The Escape Hatch and the Flawed Marketing Pitch
Faced with a relentless PR nightmare and a shifting local political climate that saw a left-wing mayor take office, Porsche decided to cut his losses. He halted the tunnel project and hoisted the villa back onto the market.
But he didn't leave quietly.
The property is now listed for €12.7 million—a massive jump from his original purchase price. Sneakily, the estate agents are using the heavily contested tunnel permit as a major selling point. The sales pitch explicitly tells prospective multi-millionaires that they will be seduced by the remarkable, approved private tunnel project and a unique annex for an underground garage.
Local activists are disgusted by this move.
The Greens have demanded that the city immediately revoke the drilling permit, arguing that public land shouldn't be leveraged for private real estate speculation. It's a completely valid point. Why should a billionaire profit from an inflated property valuation based on a controversial permit that the public explicitly rejected?
Porsche's representatives have tried to dismiss the outrage as nothing more than an envy-driven debate. That is a lazy defense. This isn't about jealousy. This is about whether public infrastructure and historical heritage exist to serve the community or whether they can be sliced up and sold off to the highest bidder.
The Fight to Bring the Villa Into Public Hands
This brings us to the current rescue campaign. A massive petition addressed to federal and local authorities has gained thousands of signatures, pulling in heavy hitters from the classical music world, literary circles, and academia.
They want the government to step in and buy it.
The petition calls the acquisition a cultural responsibility to future generations. The vision is simple yet profound: stop the estate from disappearing into private hands again. Open it up. Make it a space where regular people can experience its historical significance firsthand.
There's a financial glimmer of hope, too. Bernhard Fügenschuh, the rector of the University of Salzburg, has publicly stated that the university has the institutional means and desire to help secure the villa. They want to utilize the space for academic and cultural purposes, ensuring it remains an active intellectual hub rather than a dead monument or a corporate retreat.

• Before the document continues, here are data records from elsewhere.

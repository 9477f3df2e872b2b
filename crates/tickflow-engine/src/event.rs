//! Events: named triggers that tick workflows.
//!
//! Init and Exit events tick their workflows once, from `init()` and `exit()`
//! respectively. Cyclic and Periodic events own a background loop thread
//! between `init()` and `exit()`:
//!
//! - **Cyclic**: tick, then sleep one step, until stopped.
//! - **Periodic**: wait for the next wall-clock multiple of the step, tick,
//!   advance the target by one step, until stopped.
//!
//! Parameter events only tick when the engine is ticked.

use std::sync::{Arc, Weak};
use std::thread::JoinHandle;
use std::time::{Duration, Instant, SystemTime, UNIX_EPOCH};

use parking_lot::{Condvar, Mutex, RwLock};
use tickflow_config::{EventKind, EventSpec};

use crate::workflow::Workflow;

/// Periods below this are replaced with [`DEFAULT_STEP`].
pub const MIN_PERIOD: Duration = Duration::from_millis(10);

/// Step used when the configured period is too short.
pub const DEFAULT_STEP: Duration = Duration::from_millis(1000);

/// Loop step for a configured period in milliseconds.
///
/// Periods shorter than [`MIN_PERIOD`] fall back to [`DEFAULT_STEP`], not to
/// the minimum.
pub fn step_for(period_ms: u64) -> Duration {
    let period = Duration::from_millis(period_ms);
    if period < MIN_PERIOD { DEFAULT_STEP } else { period }
}

/// The first multiple of `step` strictly after `now`, both measured from the
/// Unix epoch.
pub fn next_boundary(now: Duration, step: Duration) -> Duration {
    let step_ns = step.as_nanos().max(1);
    let boundary = (now.as_nanos() / step_ns) * step_ns + step_ns;
    Duration::from_nanos(u64::try_from(boundary).unwrap_or(u64::MAX))
}

fn wall_clock() -> Duration {
    SystemTime::now()
        .duration_since(UNIX_EPOCH)
        .unwrap_or_default()
}

type WorkflowList = Arc<RwLock<Vec<Weak<Workflow>>>>;

fn tick_all(workflows: &WorkflowList) {
    // Snapshot so attach/detach never waits on a running tick.
    let live: Vec<Arc<Workflow>> = workflows.read().iter().filter_map(Weak::upgrade).collect();
    for workflow in live {
        workflow.tick();
    }
}

/// Stop flag a sleeping loop can be woken from.
#[derive(Default)]
struct StopSignal {
    stopped: Mutex<bool>,
    condvar: Condvar,
}

impl StopSignal {
    fn stop(&self) {
        *self.stopped.lock() = true;
        self.condvar.notify_all();
    }

    /// Sleep up to `timeout`. Returns true when stop was requested.
    fn wait(&self, timeout: Duration) -> bool {
        let deadline = Instant::now() + timeout;
        let mut stopped = self.stopped.lock();
        while !*stopped {
            if self.condvar.wait_until(&mut stopped, deadline).timed_out() {
                break;
            }
        }
        *stopped
    }

    fn is_stopped(&self) -> bool {
        *self.stopped.lock()
    }
}

struct EventLoop {
    stop: Arc<StopSignal>,
    handle: JoinHandle<()>,
}

/// A named trigger driving a list of workflows.
pub struct Event {
    name: String,
    description: String,
    kind: EventKind,
    period: u64,
    parameter: String,
    workflows: WorkflowList,
    running: Option<EventLoop>,
}

impl Event {
    pub fn new(name: impl Into<String>, kind: EventKind) -> Self {
        Self::from_spec(&EventSpec::new(name, kind))
    }

    pub fn from_spec(spec: &EventSpec) -> Self {
        Self {
            name: spec.name.clone(),
            description: spec.description.clone(),
            kind: spec.kind,
            period: spec.period,
            parameter: spec.parameter.clone(),
            workflows: Arc::default(),
            running: None,
        }
    }

    pub fn with_period(mut self, period_ms: u64) -> Self {
        self.period = period_ms;
        self
    }

    pub fn with_description(mut self, description: impl Into<String>) -> Self {
        self.description = description.into();
        self
    }

    pub fn to_spec(&self) -> EventSpec {
        EventSpec {
            name: self.name.clone(),
            description: self.description.clone(),
            kind: self.kind,
            period: self.period,
            parameter: self.parameter.clone(),
        }
    }

    pub fn name(&self) -> &str {
        &self.name
    }

    pub fn description(&self) -> &str {
        &self.description
    }

    pub fn set_description(&mut self, description: impl Into<String>) {
        self.description = description.into();
    }

    pub fn kind(&self) -> EventKind {
        self.kind
    }

    /// Configured period in milliseconds.
    pub fn period(&self) -> u64 {
        self.period
    }

    /// Takes effect on the next `init()`.
    pub fn set_period(&mut self, period_ms: u64) {
        self.period = period_ms;
    }

    /// Name of the parameter this event is meant to watch. Informational
    /// only: it is persisted but never read, and a Parameter event ticks its
    /// workflows on every engine tick whatever the parameter's value.
    pub fn parameter(&self) -> &str {
        &self.parameter
    }

    pub fn set_parameter(&mut self, parameter: impl Into<String>) {
        self.parameter = parameter.into();
    }

    /// Effective loop step.
    pub fn step(&self) -> Duration {
        step_for(self.period)
    }

    pub fn is_running(&self) -> bool {
        self.running.is_some()
    }

    /// Attach a workflow. Attaching the same workflow twice is a no-op.
    pub fn attach_workflow(&self, workflow: &Arc<Workflow>) {
        let mut list = self.workflows.write();
        list.retain(|w| w.strong_count() > 0);
        if !list.iter().any(|w| std::ptr::eq(w.as_ptr(), Arc::as_ptr(workflow))) {
            list.push(Arc::downgrade(workflow));
        }
    }

    pub fn detach_workflow(&self, workflow: &Arc<Workflow>) {
        self.workflows
            .write()
            .retain(|w| w.strong_count() > 0 && !std::ptr::eq(w.as_ptr(), Arc::as_ptr(workflow)));
    }

    pub fn detach_all(&self) {
        self.workflows.write().clear();
    }

    /// Names of the attached workflows still alive, in attachment order.
    pub fn workflow_names(&self) -> Vec<String> {
        self.workflows
            .read()
            .iter()
            .filter_map(Weak::upgrade)
            .map(|w| w.name().to_string())
            .collect()
    }

    pub fn init(&mut self) {
        match self.kind {
            EventKind::Init => {
                tracing::debug!(event = %self.name, "init event firing");
                tick_all(&self.workflows);
            }
            EventKind::Cyclic | EventKind::Periodic => {
                self.stop();
                self.start();
            }
            EventKind::Exit | EventKind::Parameter => {}
        }
    }

    pub fn tick(&self) {
        match self.kind {
            EventKind::Init | EventKind::Exit => {}
            _ => tick_all(&self.workflows),
        }
    }

    pub fn exit(&mut self) {
        match self.kind {
            EventKind::Exit => {
                tracing::debug!(event = %self.name, "exit event firing");
                tick_all(&self.workflows);
            }
            EventKind::Cyclic | EventKind::Periodic => self.stop(),
            EventKind::Init | EventKind::Parameter => {}
        }
    }

    fn start(&mut self) {
        let step = self.step();
        let stop = Arc::new(StopSignal::default());
        let workflows = self.workflows.clone();
        let name = self.name.clone();
        let kind = self.kind;
        let signal = stop.clone();

        let spawned = std::thread::Builder::new()
            .name(format!("tickflow-event-{}", self.name))
            .spawn(move || {
                tracing::info!(event = %name, kind = %kind, step_ms = step.as_millis() as u64, "event loop started");
                match kind {
                    EventKind::Periodic => run_periodic(&signal, &workflows, step),
                    _ => run_cyclic(&signal, &workflows, step),
                }
                tracing::info!(event = %name, "event loop stopped");
            });

        match spawned {
            Ok(handle) => self.running = Some(EventLoop { stop, handle }),
            Err(e) => {
                tracing::error!(event = %self.name, error = %e, "failed to start event loop");
            }
        }
    }

    /// Request the loop to stop and wait for it. An in-flight tick finishes
    /// first.
    fn stop(&mut self) {
        if let Some(running) = self.running.take() {
            running.stop.stop();
            if running.handle.join().is_err() {
                tracing::error!(event = %self.name, "event loop panicked");
            }
        }
    }
}

fn run_cyclic(stop: &StopSignal, workflows: &WorkflowList, step: Duration) {
    while !stop.is_stopped() {
        tick_all(workflows);
        if stop.wait(step) {
            break;
        }
    }
}

fn run_periodic(stop: &StopSignal, workflows: &WorkflowList, step: Duration) {
    let mut next = next_boundary(wall_clock(), step);
    loop {
        let now = wall_clock();
        if stop.wait(next.saturating_sub(now)) {
            break;
        }
        next += step;
        tick_all(workflows);
    }
}

impl Drop for Event {
    fn drop(&mut self) {
        self.stop();
    }
}

impl std::fmt::Debug for Event {
    fn fmt(&self, f: &mut std::fmt::Formatter<'_>) -> std::fmt::Result {
        f.debug_struct("Event")
            .field("name", &self.name)
            .field("kind", &self.kind)
            .field("period", &self.period)
            .field("parameter", &self.parameter)
            .field("running", &self.is_running())
            .finish()
    }
}
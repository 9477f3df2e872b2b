//! Syslog relay tasks.
//!
//! A typical relay is two workflows: one driven by a fast event runs
//! `SyslogInput` then `RunSyslogSchedule --name=Publish`; the `Publish`
//! workflow has no start event and runs `SyslogPublisher` once per message.

mod input;
mod message;
mod publisher;
mod schedule;

pub use input::SyslogInput;
pub use message::{DEFAULT_PRIORITY, Severity, SyslogMessage};
pub use publisher::SyslogPublisher;
pub use schedule::RunSyslogSchedule;

/// Workflow payload produced by [`SyslogInput`].
pub type SyslogList = Vec<SyslogMessage>;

Salzburg's current mayor, Bernhard Auinger, has expressed sympathy but claims the city's coffers simply don't have the spare millions required to match the asking price. It's a classic bureaucratic standoff. The local government points to the budget, while the cultural community points to the irreparable loss of a historical treasure.
What Needs to Happen Next
If you care about the preservation of cultural history, watching from the sidelines isn't enough. History gets erased quietly, usually behind the closed doors of high-end real estate brokerages.
First, pressure needs to remain fixed on the Salzburg city council to formally revoke the underground tunnel permit. Stripping that permit from the listing will instantly deflate the artificial premium on the property, making it less attractive to luxury developers and far more accessible to public buyers.
Second, the federal Austrian ministry of culture needs to step up. This isn't a municipal issue; Stefan Zweig belongs to global literary history. Federal intervention and joint financing with the University of Salzburg is the only realistic blueprint to match that €12.7 million valuation.
The campaign is organizing public rallies and expanding its digital petition worldwide. Keeping the international spotlight on Salzburg ensures that the local government cannot quietly let the property slide into the hands of another reclusive billionaire. The steps leading up the Kapuzinerberg should remain open to the thinkers, the readers, and the public—just as Zweig would have wanted.